When Sandeep Kaul, a Delhi-based marketing professional, walked into a Kia BEAT 360 showroom in Gurugram, surprisingly, instead of keys, Kaul was handed over mixed-reality smartglasses.

The showroom’s mixed-reality zone allows users to experience a variety of Kia products in a virtual world. Opened in October 2019, the BEAT 360 centre is the company’s first digital store outside South Korea, and among the first in the new wave of digital car showrooms coming up across India.

Sharatchandra Aithal, field engineer, Unity Technologies, said while automobile companies have been using augmented reality (AR) and virtual reality (VR) in their production pipeline for a while, the use of these technologies to impress customers is finding favour among car companies.

Unity, known for its game development engine, has been offering its platform for creating AR and VR applications, much like the ones automakers use. “When it comes to marketing, having a catalogue of AR and VR is still very relevant as it assists in the presentation of cars. So, if a showroom has a car model in just one colour, by using AR they can show the same car in multiple colours," he added.

While getting behind the wheels for a test drive is an unmatchable experience, with increasing feature sets on modern vehicles, auto companies are turning to 3D visualization, augmented, mixed and virtual reality technologies to offer more insightful experiences to customers visiting their showrooms.

In October, UK-based MG Motor, too, opened its first digital showroom in Bengaluru. Unlike Kia, the showroom does not have cars on display. Instead, it has large interactive screens where customers can experience the MG Hector and all its features before taking a test drive. The screen shows a 3D view of the car, capturing its attributes from multiple angles. Buyers can see colour options, check out various security features, and learn about the car’s AI-enabled iSmart technology. MG is also using augmented reality on an iPad to project a virtual three dimensional image of the car in the digital store.

“With the growing importance of omni-channel brand presence, we believe that such showrooms represent the next-generation network footprint in the automotive business," said Rajeev Chaba, president and managing director, MG Motor India. “With increased costs of operating a conventional car showroom, including aspects such as space, rentals and infrastructure, the new business model helps unlock operational efficiencies and offers more convenience as customer preferences move towards digital."

Mahindra Electric, a subsidiary of Mahindra Group, is also offering a virtual reality-based driving experience at select dealerships. It puts buyers in a virtual world, simulating the interior of the company’s connected electric car, the e2oPlus, in the drive mode. During the VR drive, users learn about the car’s features and with the VR headset on, users can experience the interiors of the car. While Kia, Mahindra and MG are examples of mainstream automobile makers using future-facing technologies, luxury brands aren’t far behind either. German carmaker Audi is using AR and VR to allow buyers to tweak the look and feel of its cars.

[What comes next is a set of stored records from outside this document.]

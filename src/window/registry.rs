//! Name and handle lookup for windows
//!
//! Windows are keyed by their unique name. Each one also gets an opaque
//! [`WindowHandle`] for the host library and is findable by [`WindowId`]
//! so routed input can reach it.

use std::collections::HashMap;
use std::num::NonZeroU64;

use super::{WindowHandle, WindowId};

#[derive(Debug)]
struct Entry<W> {
    id: WindowId,
    handle: WindowHandle,
    window: W,
}

/// Registry of live windows
#[derive(Debug)]
pub struct WindowRegistry<W> {
    windows: HashMap<String, Entry<W>>,
    /// Handle to name, populated at insertion
    names: HashMap<WindowHandle, String>,
    /// Window id to name
    ids: HashMap<WindowId, String>,
    next_handle: NonZeroU64,
}

impl<W> WindowRegistry<W> {
    pub fn new() -> Self {
        Self {
            windows: HashMap::new(),
            names: HashMap::new(),
            ids: HashMap::new(),
            next_handle: NonZeroU64::MIN,
        }
    }

    /// Register a window. Returns `None` if the name is taken.
    pub fn insert(&mut self, name: &str, id: WindowId, window: W) -> Option<WindowHandle> {
        if self.windows.contains_key(name) {
            return None;
        }
        let handle = WindowHandle(self.next_handle);
        self.next_handle = self.next_handle.saturating_add(1);

        self.names.insert(handle, name.to_string());
        self.ids.insert(id, name.to_string());
        self.windows.insert(
            name.to_string(),
            Entry {
                id,
                handle,
                window,
            },
        );
        Some(handle)
    }

    /// Remove a window by name, returning it
    pub fn remove(&mut self, name: &str) -> Option<(WindowId, W)> {
        let entry = self.windows.remove(name)?;
        self.names.remove(&entry.handle);
        self.ids.remove(&entry.id);
        Some((entry.id, entry.window))
    }

    /// Remove every window, returning them
    pub fn drain(&mut self) -> Vec<(WindowId, W)> {
        self.names.clear();
        self.ids.clear();
        self.windows
            .drain()
            .map(|(_, entry)| (entry.id, entry.window))
            .collect()
    }

    pub fn get(&self, name: &str) -> Option<&W> {
        self.windows.get(name).map(|entry| &entry.window)
    }

    pub fn get_mut(&mut self, name: &str) -> Option<&mut W> {
        self.windows.get_mut(name).map(|entry| &mut entry.window)
    }

    /// Look up a window by id
    pub fn by_id_mut(&mut self, id: WindowId) -> Option<&mut W> {
        let name = self.ids.get(&id)?;
        self.windows.get_mut(name).map(|entry| &mut entry.window)
    }

    pub fn handle(&self, name: &str) -> Option<WindowHandle> {
        self.windows.get(name).map(|entry| entry.handle)
    }

    /// Reverse lookup of a handle
    pub fn name_of(&self, handle: WindowHandle) -> Option<&str> {
        self.names.get(&handle).map(String::as_str)
    }

    pub fn contains(&self, name: &str) -> bool {
        self.windows.contains_key(name)
    }

    pub fn len(&self) -> usize {
        self.windows.len()
    }

    pub fn is_empty(&self) -> bool {
        self.windows.is_empty()
    }
}

impl<W> Default for WindowRegistry<W> {
    fn default() -> Self {
        Self::new()
    }
}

At its new showroom in Gurugram, opened in August, Audi India is offering a virtual view of its cars with an option to customise performance elements, exteriors and interiors. “A luxury car buyer is emotionally invested in the car he/she is buying. Customers today are looking to own cars that are smart and highly customised. They want to experience everything at the touch of their fingertips without having to visit the dealership," said Balbir Singh Dhillon, head, Audi India.

Rudratej Singh, president and CEO of BMW Group India, believes, VR and AR can simulate the numerous capabilities and features of products that would otherwise be difficult to simulate in a dealership environment. Customers enjoy it also because it is a new experience for them, at least for now. The change in experience isn’t limited to the use of emerging technologies alone. Kia Motors is using Internet of Things to improve its after-sales service. It will notify customers on the Kia Link app if their cars are due for service and will let them book an appointment through the app. Its service centres will use radio frequency identification scanners to identify cars and process them without wasting time.